### EXERCISE REQUIREMENTS
Select from the data all lines with the word "parse".

(Records from a data source)
· · ·
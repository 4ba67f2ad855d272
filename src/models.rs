//! Core data models used throughout Appealdesk.
//!
//! These types represent the cases, documents, policies, and policy excerpts
//! that flow through the extraction, indexing, and drafting pipeline.

use serde::{Deserialize, Serialize};

/// Lifecycle of a case as it moves through the drafting pipeline.
///
/// Transitions are linear; each generation stage gates on the case having
/// reached the prior stage's state. Re-running an earlier stage moves the
/// case back to that stage's resulting state.
#[derive(Debug, Clone, Copy, PartialEq, Eq, Serialize, Deserialize)]
#[serde(rename_all = "snake_case")]
pub enum CaseStatus {
    New,
    FactsExtracted,
    PoliciesMatched,
    Analyzed,
    Drafted,
    Reviewed,
}

impl CaseStatus {
    pub fn as_str(&self) -> &'static str {
        match self {
            CaseStatus::New => "new",
            CaseStatus::FactsExtracted => "facts_extracted",
            CaseStatus::PoliciesMatched => "policies_matched",
            CaseStatus::Analyzed => "analyzed",
            CaseStatus::Drafted => "drafted",
            CaseStatus::Reviewed => "reviewed",
        }
    }

    pub fn parse(s: &str) -> Option<CaseStatus> {
        match s {
            "new" => Some(CaseStatus::New),
            "facts_extracted" => Some(CaseStatus::FactsExtracted),
            "policies_matched" => Some(CaseStatus::PoliciesMatched),
            "analyzed" => Some(CaseStatus::Analyzed),
            "drafted" => Some(CaseStatus::Drafted),
            "reviewed" => Some(CaseStatus::Reviewed),
            _ => None,
        }
    }

    fn rank(&self) -> u8 {
        match self {
            CaseStatus::New => 0,
            CaseStatus::FactsExtracted => 1,
            CaseStatus::PoliciesMatched => 2,
            CaseStatus::Analyzed => 3,
            CaseStatus::Drafted => 4,
            CaseStatus::Reviewed => 5,
        }
    }

    /// Whether this status is at or past `other` in the pipeline order.
    pub fn has_reached(&self, other: CaseStatus) -> bool {
        self.rank() >= other.rank()
    }
}

/// Declared kind of an uploaded document.
#[derive(Debug, Clone, Copy, PartialEq, Eq, Serialize, Deserialize)]
#[serde(rename_all = "snake_case")]
pub enum DocumentKind {
    DenialLetter,
    ClinicalNotes,
    ImagingReport,
    PolicyFile,
    Other,
}

impl DocumentKind {
    pub fn as_str(&self) -> &'static str {
        match self {
            DocumentKind::DenialLetter => "denial_letter",
            DocumentKind::ClinicalNotes => "clinical_notes",
            DocumentKind::ImagingReport => "imaging_report",
            DocumentKind::PolicyFile => "policy_file",
            DocumentKind::Other => "other",
        }
    }

    pub fn parse(s: &str) -> Option<DocumentKind> {
        match s {
            "denial_letter" => Some(DocumentKind::DenialLetter),
            "clinical_notes" => Some(DocumentKind::ClinicalNotes),
            "imaging_report" => Some(DocumentKind::ImagingReport),
            "policy_file" => Some(DocumentKind::PolicyFile),
            "other" => Some(DocumentKind::Other),
            _ => None,
        }
    }
}

/// An appeal case and its accumulated pipeline artifacts.
#[derive(Debug, Clone, Serialize)]
pub struct Case {
    pub id: String,
    pub patient_name: String,
    pub payer: String,
    pub state: String,
    pub cpt_codes: Vec<String>,
    pub icd10_codes: Vec<String>,
    pub status: CaseStatus,
    pub reviewed: bool,
    pub reviewed_at: Option<i64>,
    pub extracted_facts: Option<serde_json::Value>,
    pub policy_matches: Option<serde_json::Value>,
    pub denial_analysis: Option<serde_json::Value>,
    pub generated_draft: Option<serde_json::Value>,
    pub created_at: i64,
    pub updated_at: i64,
}

/// An uploaded document after one-time text extraction.
#[derive(Debug, Clone, Serialize)]
pub struct Document {
    pub id: String,
    pub case_id: String,
    pub kind: DocumentKind,
    pub filename: String,
    pub content_type: String,
    pub size_bytes: i64,
    pub text: String,
    pub created_at: i64,
}

/// A payer policy registered for retrieval.
#[derive(Debug, Clone, Serialize)]
pub struct Policy {
    pub id: String,
    pub name: String,
    pub payer: String,
    pub state: String,
    pub effective_date: String,
    pub created_at: i64,
}

/// One retrievable excerpt of a policy, carrying denormalized citation
/// metadata so search results need no join.
#[derive(Debug, Clone)]
pub struct PolicyChunk {
    pub id: String,
    pub policy_id: String,
    pub policy_name: String,
    pub payer: String,
    pub state: String,
    pub effective_date: String,
    pub section: String,
    pub page: i64,
    pub chunk_index: i64,
    pub text: String,
    pub embedding: Option<Vec<f32>>,
}

/// A ranked retrieval hit. Ephemeral; persisted only when cached onto a
/// case's `policy_matches`.
#[derive(Debug, Clone, Serialize, Deserialize)]
pub struct PolicyHit {
    pub policy_id: String,
    pub policy_name: String,
    pub effective_date: String,
    pub section: String,
    pub page: i64,
    pub excerpt_id: String,
    pub text: String,
    pub score: f32,
}

/// One audit trail entry.
#[derive(Debug, Clone, Serialize)]
pub struct AuditEntry {
    pub id: i64,
    pub action: String,
    pub case_id: Option<String>,
    pub details: serde_json::Value,
    pub created_at: i64,
}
· · ·
### TASK RESPONSE
    pub fn parse(s: &str) -> Option<CaseStatus> {
    pub fn parse(s: &str) -> Option<DocumentKind> {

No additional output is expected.